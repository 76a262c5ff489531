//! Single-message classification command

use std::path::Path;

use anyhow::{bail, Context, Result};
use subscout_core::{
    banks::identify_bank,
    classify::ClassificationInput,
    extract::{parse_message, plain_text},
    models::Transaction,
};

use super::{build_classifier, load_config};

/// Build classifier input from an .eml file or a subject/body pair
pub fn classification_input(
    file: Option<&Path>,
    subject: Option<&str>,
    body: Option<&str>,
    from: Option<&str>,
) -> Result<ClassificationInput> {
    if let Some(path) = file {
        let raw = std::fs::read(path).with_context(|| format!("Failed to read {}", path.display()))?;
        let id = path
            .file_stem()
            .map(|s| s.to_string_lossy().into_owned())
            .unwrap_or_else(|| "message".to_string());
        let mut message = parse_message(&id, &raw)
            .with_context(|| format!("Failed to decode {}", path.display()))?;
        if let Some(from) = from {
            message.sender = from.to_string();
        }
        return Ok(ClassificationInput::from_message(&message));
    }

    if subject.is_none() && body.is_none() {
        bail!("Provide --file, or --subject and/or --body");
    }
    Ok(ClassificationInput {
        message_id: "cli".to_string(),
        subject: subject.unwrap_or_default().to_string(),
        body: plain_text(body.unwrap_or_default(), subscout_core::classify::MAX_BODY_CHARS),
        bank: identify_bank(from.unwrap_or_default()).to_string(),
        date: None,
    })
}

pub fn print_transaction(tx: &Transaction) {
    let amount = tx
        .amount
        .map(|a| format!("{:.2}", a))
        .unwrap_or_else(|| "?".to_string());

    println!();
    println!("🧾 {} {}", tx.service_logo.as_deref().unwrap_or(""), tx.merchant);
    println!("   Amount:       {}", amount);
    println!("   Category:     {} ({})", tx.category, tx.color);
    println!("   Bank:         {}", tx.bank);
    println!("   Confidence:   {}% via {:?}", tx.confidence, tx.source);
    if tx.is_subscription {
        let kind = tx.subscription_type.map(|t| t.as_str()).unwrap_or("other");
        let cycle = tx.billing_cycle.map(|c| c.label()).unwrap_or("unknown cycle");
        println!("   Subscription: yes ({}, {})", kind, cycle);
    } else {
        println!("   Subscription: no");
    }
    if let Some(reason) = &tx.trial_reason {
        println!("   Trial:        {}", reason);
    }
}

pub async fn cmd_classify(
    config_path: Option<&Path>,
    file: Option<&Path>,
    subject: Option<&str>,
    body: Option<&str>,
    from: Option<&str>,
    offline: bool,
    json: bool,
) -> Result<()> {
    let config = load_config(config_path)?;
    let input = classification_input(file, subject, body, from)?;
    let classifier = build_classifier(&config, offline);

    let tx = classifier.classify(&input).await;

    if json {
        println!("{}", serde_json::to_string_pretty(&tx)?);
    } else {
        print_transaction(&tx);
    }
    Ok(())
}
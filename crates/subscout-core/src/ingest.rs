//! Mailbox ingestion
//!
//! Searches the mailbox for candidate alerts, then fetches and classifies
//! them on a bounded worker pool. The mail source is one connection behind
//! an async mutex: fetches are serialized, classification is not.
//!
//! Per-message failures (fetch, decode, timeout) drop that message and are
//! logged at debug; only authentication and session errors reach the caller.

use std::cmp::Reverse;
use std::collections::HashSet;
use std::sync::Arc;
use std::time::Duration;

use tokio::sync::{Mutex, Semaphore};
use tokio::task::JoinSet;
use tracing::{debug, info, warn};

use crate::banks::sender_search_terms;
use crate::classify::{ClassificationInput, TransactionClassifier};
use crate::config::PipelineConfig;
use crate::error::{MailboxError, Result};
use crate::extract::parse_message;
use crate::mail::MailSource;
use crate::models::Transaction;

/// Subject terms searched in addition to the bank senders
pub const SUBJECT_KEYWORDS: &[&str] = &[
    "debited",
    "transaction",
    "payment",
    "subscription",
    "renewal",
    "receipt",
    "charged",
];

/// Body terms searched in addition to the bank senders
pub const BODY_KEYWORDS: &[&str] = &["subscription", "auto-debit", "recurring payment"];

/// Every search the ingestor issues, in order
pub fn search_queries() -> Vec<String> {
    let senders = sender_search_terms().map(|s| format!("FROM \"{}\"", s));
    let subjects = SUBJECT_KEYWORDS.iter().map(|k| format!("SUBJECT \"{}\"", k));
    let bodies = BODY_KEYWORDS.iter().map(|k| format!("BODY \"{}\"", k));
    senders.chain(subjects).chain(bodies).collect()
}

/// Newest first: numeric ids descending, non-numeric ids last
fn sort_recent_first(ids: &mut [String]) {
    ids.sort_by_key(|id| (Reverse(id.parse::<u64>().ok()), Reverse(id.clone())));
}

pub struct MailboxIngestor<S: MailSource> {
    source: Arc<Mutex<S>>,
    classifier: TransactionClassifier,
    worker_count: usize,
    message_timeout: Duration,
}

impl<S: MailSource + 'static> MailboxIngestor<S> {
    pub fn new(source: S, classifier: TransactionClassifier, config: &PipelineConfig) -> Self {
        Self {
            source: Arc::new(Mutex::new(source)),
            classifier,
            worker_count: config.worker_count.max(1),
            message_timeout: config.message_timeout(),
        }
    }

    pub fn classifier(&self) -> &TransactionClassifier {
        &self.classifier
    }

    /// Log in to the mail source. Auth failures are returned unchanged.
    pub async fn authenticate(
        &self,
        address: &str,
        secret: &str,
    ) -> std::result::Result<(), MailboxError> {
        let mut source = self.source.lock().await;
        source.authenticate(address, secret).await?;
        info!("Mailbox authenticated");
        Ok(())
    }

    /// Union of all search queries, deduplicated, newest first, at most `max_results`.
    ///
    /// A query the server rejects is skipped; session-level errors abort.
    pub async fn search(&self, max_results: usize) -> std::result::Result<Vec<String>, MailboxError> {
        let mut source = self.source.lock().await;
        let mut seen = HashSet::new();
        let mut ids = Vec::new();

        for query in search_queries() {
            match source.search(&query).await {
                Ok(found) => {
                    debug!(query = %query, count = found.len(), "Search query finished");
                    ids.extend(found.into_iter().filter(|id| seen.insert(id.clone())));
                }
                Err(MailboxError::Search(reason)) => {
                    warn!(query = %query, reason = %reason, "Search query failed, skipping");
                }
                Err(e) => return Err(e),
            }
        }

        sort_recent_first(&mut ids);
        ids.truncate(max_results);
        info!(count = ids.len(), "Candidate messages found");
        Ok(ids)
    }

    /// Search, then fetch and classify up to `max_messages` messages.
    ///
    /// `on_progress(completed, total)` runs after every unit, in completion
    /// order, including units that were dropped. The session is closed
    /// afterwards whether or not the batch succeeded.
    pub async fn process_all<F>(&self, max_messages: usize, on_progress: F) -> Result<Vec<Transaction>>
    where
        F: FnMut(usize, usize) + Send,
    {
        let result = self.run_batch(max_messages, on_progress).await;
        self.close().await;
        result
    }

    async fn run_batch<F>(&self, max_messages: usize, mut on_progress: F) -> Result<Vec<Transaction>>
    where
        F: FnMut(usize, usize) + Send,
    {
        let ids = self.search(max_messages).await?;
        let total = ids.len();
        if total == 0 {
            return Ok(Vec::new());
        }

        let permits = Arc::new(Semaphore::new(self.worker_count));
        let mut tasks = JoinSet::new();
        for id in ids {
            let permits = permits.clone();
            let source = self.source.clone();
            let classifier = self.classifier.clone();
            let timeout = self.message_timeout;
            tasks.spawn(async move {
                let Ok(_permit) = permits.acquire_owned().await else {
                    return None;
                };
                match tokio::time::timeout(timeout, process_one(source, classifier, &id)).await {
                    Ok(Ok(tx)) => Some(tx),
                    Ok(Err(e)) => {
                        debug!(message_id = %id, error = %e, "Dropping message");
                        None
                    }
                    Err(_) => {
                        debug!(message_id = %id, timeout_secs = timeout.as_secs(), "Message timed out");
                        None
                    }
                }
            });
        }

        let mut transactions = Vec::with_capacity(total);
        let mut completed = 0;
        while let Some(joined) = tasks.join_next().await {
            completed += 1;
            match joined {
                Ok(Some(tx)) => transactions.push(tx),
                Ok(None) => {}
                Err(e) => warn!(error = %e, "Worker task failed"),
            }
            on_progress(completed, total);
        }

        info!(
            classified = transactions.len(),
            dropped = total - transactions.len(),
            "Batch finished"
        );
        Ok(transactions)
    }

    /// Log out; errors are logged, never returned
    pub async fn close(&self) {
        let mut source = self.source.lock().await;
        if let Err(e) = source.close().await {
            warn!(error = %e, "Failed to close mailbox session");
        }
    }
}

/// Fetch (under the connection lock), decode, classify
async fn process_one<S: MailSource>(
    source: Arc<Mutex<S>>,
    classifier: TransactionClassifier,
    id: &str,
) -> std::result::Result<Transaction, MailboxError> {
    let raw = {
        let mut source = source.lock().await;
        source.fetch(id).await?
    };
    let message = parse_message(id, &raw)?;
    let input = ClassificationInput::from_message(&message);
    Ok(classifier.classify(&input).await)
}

== == ==

■ Task objective
Within the listing above, copy each line that has the string "returned".

■ Your response
    /// Log in to the mail source. Auth failures are returned unchanged.
    /// Log out; errors are logged, never returned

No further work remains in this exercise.